Eles não trocaram nenhuma palavra, afinal tratava-se de um encontro inesperado e apenas se cumprimentaram porque estavam na mesma direção, porém isso não impediu Lenora de lançar um olhar significativo para Phillip.

Um pedido de socorro.

●●●

Phillip desejou encontrá-la depois do beijo, mas ele nunca imaginou que esse encontro aconteceria durante um passeio descontraído no parque. Tão pouco que ela estaria acompanhada pelo conde Fox sob a supervisão dos três irmãos mais velhos logo atrás.

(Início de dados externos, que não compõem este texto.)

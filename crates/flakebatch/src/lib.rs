#![doc = include_str!("../README.md")]

mod base32;
mod error;
mod generator;
mod id;
mod source;
mod time;

pub use crate::base32::*;
pub use crate::error::*;
pub use crate::generator::*;
pub use crate::id::*;
pub use crate::source::*;
pub use crate::time::*;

Encontrá-la novamente — depois de tê-la beijado — se mostrou uma surpresa da qual ele não estava preparado para ter. Não com seus irmãos, não com os irmãos dela presente, não com ela junto ao conde! E Phillip não estava nada pronto para sentir o que sentiu ao vê-la.

Lenora o encarou com um sorriso contido, algo discreto e que — ele percebeu — ser feito com muito esforço. No começo a presença do conde o deixou intrigado, afinal, ela nunca fora vista antes caminhando com um cavalheiro pelo parque, mas então, quando ela lançou a ele aquele olhar...

Ele entendeu.

Ela queria ajuda, mas como ele a ajudaria com seus irmãos logo atrás dele? Como ajudaria com Andrew, Benjamin e Christopher atrás dela? Sentiu-se incapaz, porque realmente estava e tudo o que conseguiu fazer foi sussurrar um sinto muito pela própria incapacidade.

— O conde está cortejando a Barrington? — perguntou Kate, o tirando de seus próprios devaneios ao lembrar-se do encontro que acontecera a pouco.

Phillip fez uma careta.

— Não sei. — responde dando com os ombros de forma indiferente. Ele poderia estar, mas de acordo com o olhar de Lenora, soubera que essa não era uma vontade compartilhada por ambos os lados.

— Deus queira que sim, quem sabe se ela casar-se com ele deixa de ser uma das suas candidatas — murmurou Charles. — Não que haja uma possibilidade de ela um dia se tornar uma Weston.

— Deus não permitiria tal castigo. — é Kate a falar.

O visconde para de ouvir a conversa dos dois e começa a reviver aquele encontro. Estava mais do que claro o que acontecia ali, mas para sua felicidade particular — e secreta — apenas o conde mostrava interesse em um cortejo.

Isso deu a Phillip um pouco de esperança, afinal, eles precisavam conversar sobre o beijo e o que ele significava para eles. O que aconteceria entre eles? Como ficariam? Questões pendentes, questões que ele como um cavalheiro de respeito não podia simplesmente ignorar e também não podia ignorar, pelo bem de Lenora.

Phillip e seus irmãos seguiram de volta para Pambley, com os dois se divertindo entre ofender secretamente a família Barrington e com Phillip a pensar sobre o que faria em relação a ele e Lenora.